▶ YOUR INSTRUCTIONS: Check each line of the listing below for the word "super" and say how many lines have it. Nothing else should be written.
——
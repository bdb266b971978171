//! Pipeline file: queue roots, endpoint pool and the ordered stage list.

use std::collections::HashSet;
use std::path::{Path, PathBuf};
use std::time::Duration;

use secrecy::SecretString;
use serde::Deserialize;

use crate::error::{Error, Result};
use crate::model::{Endpoint, QueueRoot, StageSpec};

/// Top-level TOML layout.
#[derive(Debug, Deserialize)]
pub struct PipelineConfig {
    pub pipeline: PipelineSettings,
    #[serde(default)]
    pub pool: Option<PoolSettings>,
    #[serde(default, rename = "stage")]
    pub stages: Vec<StageSettings>,
}

/// Where the queues live and how the engine behaves.
#[derive(Debug, Clone, Deserialize)]
pub struct PipelineSettings {
    pub priority_root: PathBuf,
    pub main_root: PathBuf,
    pub log_dir: PathBuf,
    /// Presence of this file stops processing before the next item.
    pub stop_flag: PathBuf,
    /// Retries after the first attempt.
    #[serde(default = "default_max_retries")]
    pub max_retries: u32,
    /// Metadata key holding the item id.
    #[serde(default = "default_id_key")]
    pub id_key: String,
}

impl PipelineSettings {
    pub fn new(
        priority_root: impl Into<PathBuf>,
        main_root: impl Into<PathBuf>,
        log_dir: impl Into<PathBuf>,
        stop_flag: impl Into<PathBuf>,
    ) -> Self {
        Self {
            priority_root: priority_root.into(),
            main_root: main_root.into(),
            log_dir: log_dir.into(),
            stop_flag: stop_flag.into(),
            max_retries: default_max_retries(),
            id_key: default_id_key(),
        }
    }

    pub fn max_retries(mut self, n: u32) -> Self {
        self.max_retries = n;
        self
    }

    pub fn id_key(mut self, key: impl Into<String>) -> Self {
        self.id_key = key.into();
        self
    }

    /// Queue roots in processing order: priority first.
    pub fn roots(&self) -> [QueueRoot; 2] {
        [
            QueueRoot::priority(&self.priority_root),
            QueueRoot::main(&self.main_root),
        ]
    }
}

/// Endpoint pool and acquisition schedule.
#[derive(Debug, Clone, Deserialize)]
pub struct PoolSettings {
    pub lock_dir: PathBuf,
    #[serde(default = "default_retry_wait_ms")]
    pub retry_wait_ms: u64,
    #[serde(default = "default_retry_jitter_ms")]
    pub retry_jitter_ms: u64,
    #[serde(default = "default_max_attempts")]
    pub max_attempts: u32,
    #[serde(default = "default_true")]
    pub check_capability: bool,
    #[serde(default = "default_probe_timeout_ms")]
    pub probe_timeout_ms: u64,
    /// When set, a slot is stale once its record is older than this,
    /// regardless of whether the owner pid exists on this host.
    #[serde(default)]
    pub lease_max_age_secs: Option<u64>,
    #[serde(default)]
    pub endpoints: Vec<EndpointSettings>,
}

impl PoolSettings {
    pub fn retry_wait(&self) -> Duration {
        Duration::from_millis(self.retry_wait_ms)
    }

    pub fn retry_jitter(&self) -> Duration {
        Duration::from_millis(self.retry_jitter_ms)
    }

    pub fn probe_timeout(&self) -> Duration {
        Duration::from_millis(self.probe_timeout_ms)
    }
}

#[derive(Debug, Clone, Deserialize)]
pub struct EndpointSettings {
    pub url: String,
    pub max_concurrent: u32,
    #[serde(default)]
    pub api_key: Option<String>,
}

impl From<EndpointSettings> for Endpoint {
    fn from(s: EndpointSettings) -> Self {
        let endpoint = Endpoint::new(s.url, s.max_concurrent);
        match s.api_key {
            Some(key) => endpoint.with_api_key(SecretString::from(key)),
            None => endpoint,
        }
    }
}

/// One stage: its directories and the hook that implements it.
#[derive(Debug, Clone, Deserialize)]
pub struct StageSettings {
    pub name: String,
    pub input: String,
    pub output: String,
    pub reject: String,
    pub command: PathBuf,
    /// Capability the stage needs from the endpoint pool, if any.
    #[serde(default)]
    pub capability: Option<String>,
    #[serde(default)]
    pub timeout_secs: Option<u64>,
}

impl StageSettings {
    pub fn spec(&self) -> StageSpec {
        StageSpec::new(&self.name, &self.input, &self.output, &self.reject)
    }

    pub fn timeout(&self) -> Option<Duration> {
        self.timeout_secs.map(Duration::from_secs)
    }
}

impl PipelineConfig {
    /// Read and validate a pipeline file.
    pub fn load(path: &Path) -> Result<Self> {
        let content = std::fs::read_to_string(path).map_err(|e| {
            Error::Config(format!("cannot read pipeline file {}: {e}", path.display()))
        })?;
        Self::from_toml_str(&content)
            .map_err(|e| Error::Config(format!("{}: {e}", path.display())))
    }

    pub fn from_toml_str(content: &str) -> Result<Self> {
        let config: PipelineConfig =
            toml::from_str(content).map_err(|e| Error::Config(format!("bad pipeline file: {e}")))?;
        config.validate()?;
        Ok(config)
    }

    pub fn stage(&self, name: &str) -> Option<&StageSettings> {
        self.stages.iter().find(|s| s.name == name)
    }

    fn validate(&self) -> Result<()> {
        if self.pipeline.id_key.trim().is_empty() {
            return Err(Error::Config("pipeline.id_key must not be empty".to_string()));
        }

        let mut seen = HashSet::new();
        for stage in &self.stages {
            if !seen.insert(stage.name.as_str()) {
                return Err(Error::Config(format!("duplicate stage name {}", stage.name)));
            }
            for (field, value) in [
                ("input", &stage.input),
                ("output", &stage.output),
                ("reject", &stage.reject),
            ] {
                if value.is_empty() || value.contains('/') || value == "tmp" {
                    return Err(Error::Config(format!(
                        "stage {}: {field} must be a plain directory name, got {value:?}",
                        stage.name
                    )));
                }
            }
            if stage.capability.is_some() && self.pool.is_none() {
                return Err(Error::Config(format!(
                    "stage {} needs capability {:?} but no [pool] is configured",
                    stage.name,
                    stage.capability.as_deref().unwrap_or_default()
                )));
            }
        }

        if let Some(pool) = &self.pool {
            if pool.max_attempts == 0 {
                return Err(Error::Config("pool.max_attempts must be at least 1".to_string()));
            }
            for endpoint in &pool.endpoints {
                if endpoint.url.trim().is_empty() {
                    return Err(Error::Config("pool endpoint with empty url".to_string()));
                }
                if endpoint.max_concurrent == 0 {
                    return Err(Error::Config(format!(
                        "endpoint {}: max_concurrent must be at least 1",
                        endpoint.url
                    )));
                }
            }
        }

        Ok(())
    }
}

fn default_max_retries() -> u32 {
    2
}

fn default_id_key() -> String {
    "Item-ID".to_string()
}

fn default_retry_wait_ms() -> u64 {
    2000
}

fn default_retry_jitter_ms() -> u64 {
    1000
}

fn default_max_attempts() -> u32 {
    60
}

fn default_true() -> bool {
    true
}

fn default_probe_timeout_ms() -> u64 {
    5000
}
//! Lock providers: how the pool turns an (endpoint, slot) pair into a lock.

use std::fs::{self, OpenOptions};
use std::io;
use std::path::{Path, PathBuf};
use std::sync::Arc;

use fs2::FileExt;
use sha2::{Digest, Sha256};
use tracing::{debug, info, warn};

use super::{Liveness, ProcessLiveness, SlotLock, is_contended, is_stale, read_record, reclaim_if_stale};
use crate::error::Result;
use crate::model::Endpoint;
use crate::telemetry::metrics;

/// Exclusive, non-blocking slot locking.
///
/// The pool never waits on a specific slot: a busy slot is reported as
/// `Ok(None)` and the pool moves on to the next one.
pub trait LockProvider: Send + Sync + 'static {
    type Held: Send + 'static;

    /// Try to take `slot` of `endpoint`, reclaiming it first if its
    /// recorded owner is gone.
    fn try_acquire(&self, endpoint: &Endpoint, slot: u32, tag: &str) -> Result<Option<Self::Held>>;

    /// Give a held slot back. Must tolerate being called twice.
    fn release(&self, held: &mut Self::Held) -> Result<()>;

    /// Remove records owned by this process that nobody currently holds.
    /// Returns how many were removed.
    fn sweep_own(&self) -> Result<usize>;
}

/// Slot files in a directory shared by every cooperating process.
pub struct FileLockProvider {
    lock_dir: PathBuf,
    liveness: Arc<dyn Liveness>,
}

impl FileLockProvider {
    /// Use `lock_dir` (created if missing) with PID-based staleness.
    pub fn new(lock_dir: impl Into<PathBuf>) -> Result<Self> {
        let lock_dir = lock_dir.into();
        fs::create_dir_all(&lock_dir)?;
        Ok(Self {
            lock_dir,
            liveness: Arc::new(ProcessLiveness),
        })
    }

    pub fn with_liveness(mut self, liveness: Arc<dyn Liveness>) -> Self {
        self.liveness = liveness;
        self
    }

    pub fn lock_dir(&self) -> &Path {
        &self.lock_dir
    }

    pub fn slot_path(&self, url: &str, slot: u32) -> PathBuf {
        self.lock_dir.join(slot_file_name(url, slot))
    }

    /// Remove every slot file whose owner is gone, whoever it was.
    pub fn reclaim_stale(&self) -> Result<usize> {
        let mut removed = 0;
        for path in self.slot_files()? {
            match reclaim_if_stale(&path, self.liveness.as_ref()) {
                Ok(true) => {
                    info!(path = %path.display(), "reclaimed stale slot");
                    metrics::stale_locks_reclaimed().add(1, &[]);
                    removed += 1;
                }
                Ok(false) => {}
                Err(e) => warn!(path = %path.display(), "stale slot reclaim failed: {e}"),
            }
        }
        Ok(removed)
    }

    fn slot_files(&self) -> Result<Vec<PathBuf>> {
        let mut files = Vec::new();
        for entry in fs::read_dir(&self.lock_dir)? {
            let path = entry?.path();
            let is_slot_file = path
                .file_name()
                .and_then(|n| n.to_str())
                .is_some_and(|n| n.starts_with("server-") && n.ends_with(".lock"));
            if is_slot_file {
                files.push(path);
            }
        }
        Ok(files)
    }
}

impl LockProvider for FileLockProvider {
    type Held = SlotLock;

    fn try_acquire(&self, endpoint: &Endpoint, slot: u32, tag: &str) -> Result<Option<SlotLock>> {
        let path = self.slot_path(&endpoint.url, slot);

        if path.exists() && is_stale(&path, self.liveness.as_ref()) {
            match reclaim_if_stale(&path, self.liveness.as_ref()) {
                Ok(true) => {
                    info!(path = %path.display(), endpoint = %endpoint.url, slot, "reclaimed stale slot");
                    metrics::stale_locks_reclaimed().add(1, &[]);
                }
                Ok(false) => {}
                Err(e) => warn!(path = %path.display(), "stale slot reclaim failed: {e}"),
            }
        }

        let mut lock = SlotLock::new(path, tag, &endpoint.url);
        if lock.acquire()? {
            Ok(Some(lock))
        } else {
            Ok(None)
        }
    }

    fn release(&self, held: &mut SlotLock) -> Result<()> {
        held.release()
    }

    fn sweep_own(&self) -> Result<usize> {
        let me = std::process::id();
        let mut removed = 0;

        for path in self.slot_files()? {
            match remove_if_owned_and_idle(&path, me) {
                Ok(true) => {
                    debug!(path = %path.display(), "swept own slot file");
                    removed += 1;
                }
                Ok(false) => {}
                Err(e) => debug!(path = %path.display(), "skipping slot file: {e}"),
            }
        }
        Ok(removed)
    }
}

/// Unlink `path` if it records `owner` and is not held.
///
/// The exclusive lock doubles as the "not held" test and keeps the check
/// and the unlink atomic with respect to acquirers.
fn remove_if_owned_and_idle(path: &Path, owner: u32) -> io::Result<bool> {
    let file = OpenOptions::new().read(true).write(true).open(path)?;
    match FileExt::try_lock_exclusive(&file) {
        Ok(()) => {}
        Err(e) if is_contended(&e) => return Ok(false),
        Err(e) => return Err(e),
    }
    let owned = super::same_file(&file, path)?
        && read_record(&file).is_ok_and(|record| record.owner_id == owner);
    if owned {
        fs::remove_file(path)?;
    }
    let _ = FileExt::unlock(&file);
    Ok(owned)
}

/// `server-<8 hex of sha256(url)>-<slot>.lock`
pub fn slot_file_name(url: &str, slot: u32) -> String {
    let digest = Sha256::digest(url.as_bytes());
    let short: String = digest[..4].iter().map(|b| format!("{b:02x}")).collect();
    format!("server-{short}-{slot}.lock")
}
——
▶ FINISHED TASK: 2